» Prompt
Read through the records. Copy each line that has the word "HashMap".

··· Provided entries ···

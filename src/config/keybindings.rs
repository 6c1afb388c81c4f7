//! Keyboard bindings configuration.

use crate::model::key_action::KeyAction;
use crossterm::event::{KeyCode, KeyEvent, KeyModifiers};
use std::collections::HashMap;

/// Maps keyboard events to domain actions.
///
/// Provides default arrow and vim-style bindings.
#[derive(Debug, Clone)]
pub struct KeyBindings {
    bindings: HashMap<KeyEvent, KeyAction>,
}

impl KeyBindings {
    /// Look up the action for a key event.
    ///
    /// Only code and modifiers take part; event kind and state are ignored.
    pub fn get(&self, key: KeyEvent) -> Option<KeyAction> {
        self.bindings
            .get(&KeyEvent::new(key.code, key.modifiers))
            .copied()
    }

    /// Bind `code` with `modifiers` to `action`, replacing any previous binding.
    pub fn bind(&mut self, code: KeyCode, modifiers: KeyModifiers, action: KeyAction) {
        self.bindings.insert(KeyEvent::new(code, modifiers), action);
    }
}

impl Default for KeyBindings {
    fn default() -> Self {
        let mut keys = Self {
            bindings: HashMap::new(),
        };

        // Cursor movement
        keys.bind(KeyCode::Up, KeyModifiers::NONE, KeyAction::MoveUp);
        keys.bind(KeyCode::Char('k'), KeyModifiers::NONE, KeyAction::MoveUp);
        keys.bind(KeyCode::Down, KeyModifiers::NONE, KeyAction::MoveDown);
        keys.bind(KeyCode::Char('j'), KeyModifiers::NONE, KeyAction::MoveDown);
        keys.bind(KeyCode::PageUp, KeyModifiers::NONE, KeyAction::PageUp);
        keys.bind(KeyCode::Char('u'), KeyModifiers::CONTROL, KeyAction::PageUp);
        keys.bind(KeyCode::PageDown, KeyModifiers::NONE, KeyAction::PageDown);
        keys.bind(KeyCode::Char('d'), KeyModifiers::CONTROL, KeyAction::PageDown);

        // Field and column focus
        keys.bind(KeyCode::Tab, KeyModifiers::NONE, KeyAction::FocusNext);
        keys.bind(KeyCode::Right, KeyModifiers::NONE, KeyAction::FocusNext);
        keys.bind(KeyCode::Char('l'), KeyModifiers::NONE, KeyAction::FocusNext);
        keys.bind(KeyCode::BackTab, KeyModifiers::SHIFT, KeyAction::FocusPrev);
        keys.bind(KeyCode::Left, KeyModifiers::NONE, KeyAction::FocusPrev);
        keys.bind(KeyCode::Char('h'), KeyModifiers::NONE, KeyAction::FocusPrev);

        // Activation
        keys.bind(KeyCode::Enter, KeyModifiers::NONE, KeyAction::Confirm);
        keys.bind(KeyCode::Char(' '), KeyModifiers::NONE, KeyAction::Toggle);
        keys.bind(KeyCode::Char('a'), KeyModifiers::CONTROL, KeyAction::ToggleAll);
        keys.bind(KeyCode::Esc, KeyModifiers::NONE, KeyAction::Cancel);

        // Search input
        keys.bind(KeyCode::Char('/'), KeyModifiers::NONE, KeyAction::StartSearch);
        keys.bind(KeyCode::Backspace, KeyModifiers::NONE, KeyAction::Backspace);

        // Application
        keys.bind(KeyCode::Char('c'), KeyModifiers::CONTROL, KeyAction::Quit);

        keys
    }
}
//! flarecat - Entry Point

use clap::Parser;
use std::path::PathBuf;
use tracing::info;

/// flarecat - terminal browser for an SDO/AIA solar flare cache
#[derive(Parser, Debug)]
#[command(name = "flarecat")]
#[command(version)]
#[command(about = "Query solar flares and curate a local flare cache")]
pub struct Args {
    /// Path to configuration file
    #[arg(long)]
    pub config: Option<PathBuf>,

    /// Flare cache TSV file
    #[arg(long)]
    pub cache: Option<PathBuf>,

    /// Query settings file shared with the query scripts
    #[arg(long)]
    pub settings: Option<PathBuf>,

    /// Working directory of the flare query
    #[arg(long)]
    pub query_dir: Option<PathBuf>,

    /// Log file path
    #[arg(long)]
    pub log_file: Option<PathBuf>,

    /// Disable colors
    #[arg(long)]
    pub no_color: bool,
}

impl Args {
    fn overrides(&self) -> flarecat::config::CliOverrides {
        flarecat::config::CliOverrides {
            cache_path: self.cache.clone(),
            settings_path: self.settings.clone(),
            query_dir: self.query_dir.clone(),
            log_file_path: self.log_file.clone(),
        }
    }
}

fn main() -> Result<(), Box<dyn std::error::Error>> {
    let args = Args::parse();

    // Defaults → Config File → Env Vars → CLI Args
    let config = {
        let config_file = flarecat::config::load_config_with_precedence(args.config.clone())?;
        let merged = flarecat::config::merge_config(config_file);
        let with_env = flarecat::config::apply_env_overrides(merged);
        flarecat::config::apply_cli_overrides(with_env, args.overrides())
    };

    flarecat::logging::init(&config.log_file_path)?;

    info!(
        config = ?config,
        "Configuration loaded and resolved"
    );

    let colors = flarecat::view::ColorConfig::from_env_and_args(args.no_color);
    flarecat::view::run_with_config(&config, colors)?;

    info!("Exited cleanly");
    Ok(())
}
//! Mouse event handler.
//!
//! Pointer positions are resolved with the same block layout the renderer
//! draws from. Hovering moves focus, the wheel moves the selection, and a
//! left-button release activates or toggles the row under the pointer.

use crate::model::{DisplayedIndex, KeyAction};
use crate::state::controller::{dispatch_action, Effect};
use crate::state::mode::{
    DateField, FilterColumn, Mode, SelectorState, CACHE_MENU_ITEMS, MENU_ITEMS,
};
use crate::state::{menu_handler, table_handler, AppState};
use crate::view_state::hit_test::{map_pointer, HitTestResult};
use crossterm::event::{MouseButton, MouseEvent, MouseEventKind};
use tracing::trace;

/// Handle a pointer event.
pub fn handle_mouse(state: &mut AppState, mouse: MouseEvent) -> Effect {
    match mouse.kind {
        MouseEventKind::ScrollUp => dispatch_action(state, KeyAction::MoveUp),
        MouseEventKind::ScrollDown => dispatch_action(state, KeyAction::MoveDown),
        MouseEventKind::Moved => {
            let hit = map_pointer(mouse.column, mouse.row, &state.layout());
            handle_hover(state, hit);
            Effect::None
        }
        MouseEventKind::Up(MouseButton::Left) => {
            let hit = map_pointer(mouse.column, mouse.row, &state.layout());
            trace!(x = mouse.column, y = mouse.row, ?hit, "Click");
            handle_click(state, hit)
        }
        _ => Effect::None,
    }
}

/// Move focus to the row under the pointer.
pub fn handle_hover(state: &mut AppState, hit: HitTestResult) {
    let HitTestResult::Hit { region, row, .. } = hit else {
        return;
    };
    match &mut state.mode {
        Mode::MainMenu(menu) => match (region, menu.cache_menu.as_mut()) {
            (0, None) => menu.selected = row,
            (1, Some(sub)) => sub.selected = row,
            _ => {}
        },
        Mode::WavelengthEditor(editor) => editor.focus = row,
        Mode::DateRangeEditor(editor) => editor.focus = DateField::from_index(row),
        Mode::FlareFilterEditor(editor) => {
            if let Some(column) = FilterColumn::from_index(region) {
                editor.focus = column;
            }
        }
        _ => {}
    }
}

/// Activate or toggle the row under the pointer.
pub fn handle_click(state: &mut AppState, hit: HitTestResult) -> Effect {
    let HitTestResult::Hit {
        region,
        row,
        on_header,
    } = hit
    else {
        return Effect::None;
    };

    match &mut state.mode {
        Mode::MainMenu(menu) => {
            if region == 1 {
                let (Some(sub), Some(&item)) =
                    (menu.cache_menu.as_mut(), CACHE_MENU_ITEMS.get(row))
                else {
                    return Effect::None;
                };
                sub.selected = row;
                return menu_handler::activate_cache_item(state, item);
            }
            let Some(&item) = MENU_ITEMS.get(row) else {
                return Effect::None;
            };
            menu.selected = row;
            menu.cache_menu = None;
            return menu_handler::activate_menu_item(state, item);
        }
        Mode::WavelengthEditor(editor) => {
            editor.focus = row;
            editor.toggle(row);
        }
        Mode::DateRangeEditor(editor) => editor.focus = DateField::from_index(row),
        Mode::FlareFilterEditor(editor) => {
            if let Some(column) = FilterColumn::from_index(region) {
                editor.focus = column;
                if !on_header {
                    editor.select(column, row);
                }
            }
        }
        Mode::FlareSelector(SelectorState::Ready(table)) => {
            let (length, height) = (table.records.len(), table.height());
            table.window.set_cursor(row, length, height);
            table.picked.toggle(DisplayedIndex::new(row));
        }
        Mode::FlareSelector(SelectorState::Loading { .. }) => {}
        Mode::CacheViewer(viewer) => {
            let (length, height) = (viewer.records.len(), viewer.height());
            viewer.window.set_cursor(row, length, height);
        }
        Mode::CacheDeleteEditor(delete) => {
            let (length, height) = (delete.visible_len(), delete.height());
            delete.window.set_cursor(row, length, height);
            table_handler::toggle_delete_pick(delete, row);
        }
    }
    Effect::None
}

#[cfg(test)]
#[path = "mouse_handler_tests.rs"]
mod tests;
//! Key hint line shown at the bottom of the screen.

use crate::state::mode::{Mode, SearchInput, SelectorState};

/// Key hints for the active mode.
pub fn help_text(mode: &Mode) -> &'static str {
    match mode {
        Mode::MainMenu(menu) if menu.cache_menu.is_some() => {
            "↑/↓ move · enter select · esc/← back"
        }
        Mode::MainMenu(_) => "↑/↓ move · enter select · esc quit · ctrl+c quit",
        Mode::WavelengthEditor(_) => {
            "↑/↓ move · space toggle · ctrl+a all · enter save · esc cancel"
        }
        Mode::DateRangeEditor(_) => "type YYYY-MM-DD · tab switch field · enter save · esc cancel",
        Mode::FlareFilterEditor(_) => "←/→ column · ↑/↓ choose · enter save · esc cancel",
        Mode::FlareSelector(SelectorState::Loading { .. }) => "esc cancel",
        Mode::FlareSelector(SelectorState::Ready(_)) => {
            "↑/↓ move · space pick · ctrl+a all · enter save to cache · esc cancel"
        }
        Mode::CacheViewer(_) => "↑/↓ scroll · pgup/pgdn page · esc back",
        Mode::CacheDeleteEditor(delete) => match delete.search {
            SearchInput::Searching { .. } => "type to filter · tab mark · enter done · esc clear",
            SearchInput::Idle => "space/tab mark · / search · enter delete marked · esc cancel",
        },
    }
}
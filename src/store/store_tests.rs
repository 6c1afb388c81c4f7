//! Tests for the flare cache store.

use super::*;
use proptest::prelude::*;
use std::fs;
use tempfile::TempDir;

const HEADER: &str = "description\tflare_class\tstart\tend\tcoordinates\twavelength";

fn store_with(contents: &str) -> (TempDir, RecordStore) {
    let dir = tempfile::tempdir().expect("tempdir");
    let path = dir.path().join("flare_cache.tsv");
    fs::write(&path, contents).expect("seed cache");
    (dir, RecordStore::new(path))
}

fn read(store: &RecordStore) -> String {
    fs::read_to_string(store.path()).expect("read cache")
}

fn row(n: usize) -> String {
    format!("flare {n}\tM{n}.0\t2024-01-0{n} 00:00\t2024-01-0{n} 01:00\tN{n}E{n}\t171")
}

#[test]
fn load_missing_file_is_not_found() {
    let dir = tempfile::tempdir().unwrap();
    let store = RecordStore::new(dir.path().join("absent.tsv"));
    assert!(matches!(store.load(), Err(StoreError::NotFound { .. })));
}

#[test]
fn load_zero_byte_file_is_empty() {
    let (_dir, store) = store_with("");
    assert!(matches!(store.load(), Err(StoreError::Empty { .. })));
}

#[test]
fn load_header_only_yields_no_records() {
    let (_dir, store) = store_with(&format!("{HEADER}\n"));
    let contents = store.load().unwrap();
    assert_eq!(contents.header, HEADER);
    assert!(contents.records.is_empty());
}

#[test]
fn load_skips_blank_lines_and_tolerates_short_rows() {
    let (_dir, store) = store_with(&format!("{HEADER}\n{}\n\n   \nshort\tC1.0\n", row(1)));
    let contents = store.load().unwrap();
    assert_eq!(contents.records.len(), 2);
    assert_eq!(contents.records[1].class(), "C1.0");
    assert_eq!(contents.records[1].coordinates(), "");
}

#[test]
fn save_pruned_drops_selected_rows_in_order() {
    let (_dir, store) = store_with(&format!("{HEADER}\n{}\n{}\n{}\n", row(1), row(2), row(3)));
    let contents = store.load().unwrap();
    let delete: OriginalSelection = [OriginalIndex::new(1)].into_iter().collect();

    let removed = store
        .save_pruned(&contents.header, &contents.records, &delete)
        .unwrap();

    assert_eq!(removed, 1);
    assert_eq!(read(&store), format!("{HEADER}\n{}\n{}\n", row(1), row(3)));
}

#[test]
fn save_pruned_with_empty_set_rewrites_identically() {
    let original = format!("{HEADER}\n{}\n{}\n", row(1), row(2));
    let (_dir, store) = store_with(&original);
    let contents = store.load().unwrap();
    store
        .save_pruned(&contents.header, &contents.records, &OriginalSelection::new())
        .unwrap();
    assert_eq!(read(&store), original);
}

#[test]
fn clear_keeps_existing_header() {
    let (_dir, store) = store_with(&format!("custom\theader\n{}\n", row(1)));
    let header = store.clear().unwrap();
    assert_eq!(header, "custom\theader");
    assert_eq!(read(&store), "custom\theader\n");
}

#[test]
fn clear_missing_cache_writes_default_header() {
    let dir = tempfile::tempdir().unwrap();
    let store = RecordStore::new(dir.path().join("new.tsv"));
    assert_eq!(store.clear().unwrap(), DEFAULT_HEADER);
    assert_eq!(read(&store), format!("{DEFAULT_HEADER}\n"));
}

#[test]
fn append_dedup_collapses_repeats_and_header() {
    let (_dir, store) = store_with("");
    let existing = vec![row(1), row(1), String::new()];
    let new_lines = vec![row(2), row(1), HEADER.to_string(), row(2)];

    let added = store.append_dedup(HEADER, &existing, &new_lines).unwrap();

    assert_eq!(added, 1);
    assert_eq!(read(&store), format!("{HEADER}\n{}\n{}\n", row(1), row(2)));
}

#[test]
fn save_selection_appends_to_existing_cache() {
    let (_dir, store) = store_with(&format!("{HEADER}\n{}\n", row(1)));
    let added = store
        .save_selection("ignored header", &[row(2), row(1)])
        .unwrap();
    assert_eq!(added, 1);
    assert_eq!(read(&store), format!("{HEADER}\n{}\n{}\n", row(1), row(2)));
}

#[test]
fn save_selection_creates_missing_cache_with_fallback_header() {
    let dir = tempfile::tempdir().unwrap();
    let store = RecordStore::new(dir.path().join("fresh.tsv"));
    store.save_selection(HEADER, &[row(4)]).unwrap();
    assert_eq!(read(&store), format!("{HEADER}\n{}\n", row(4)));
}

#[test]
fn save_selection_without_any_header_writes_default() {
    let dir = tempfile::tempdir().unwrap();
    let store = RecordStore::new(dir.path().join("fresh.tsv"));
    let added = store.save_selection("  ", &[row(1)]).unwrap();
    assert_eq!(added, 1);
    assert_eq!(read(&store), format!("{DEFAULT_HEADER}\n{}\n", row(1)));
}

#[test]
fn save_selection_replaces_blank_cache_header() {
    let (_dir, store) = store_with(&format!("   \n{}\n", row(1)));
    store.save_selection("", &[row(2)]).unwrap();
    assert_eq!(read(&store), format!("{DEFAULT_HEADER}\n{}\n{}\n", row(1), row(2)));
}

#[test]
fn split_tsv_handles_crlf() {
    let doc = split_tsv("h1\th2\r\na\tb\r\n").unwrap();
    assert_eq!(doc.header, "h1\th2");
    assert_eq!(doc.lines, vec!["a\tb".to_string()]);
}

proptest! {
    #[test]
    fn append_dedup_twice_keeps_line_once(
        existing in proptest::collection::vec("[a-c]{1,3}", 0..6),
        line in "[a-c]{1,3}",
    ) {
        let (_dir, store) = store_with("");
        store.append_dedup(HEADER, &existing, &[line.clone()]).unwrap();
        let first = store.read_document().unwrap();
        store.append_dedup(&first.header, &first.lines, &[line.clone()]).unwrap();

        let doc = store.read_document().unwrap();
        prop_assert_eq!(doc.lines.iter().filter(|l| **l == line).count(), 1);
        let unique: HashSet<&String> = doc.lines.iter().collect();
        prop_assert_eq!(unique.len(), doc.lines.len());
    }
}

···

» Response box
use std::collections::HashMap;
    bindings: HashMap<KeyEvent, KeyAction>,
            bindings: HashMap::new(),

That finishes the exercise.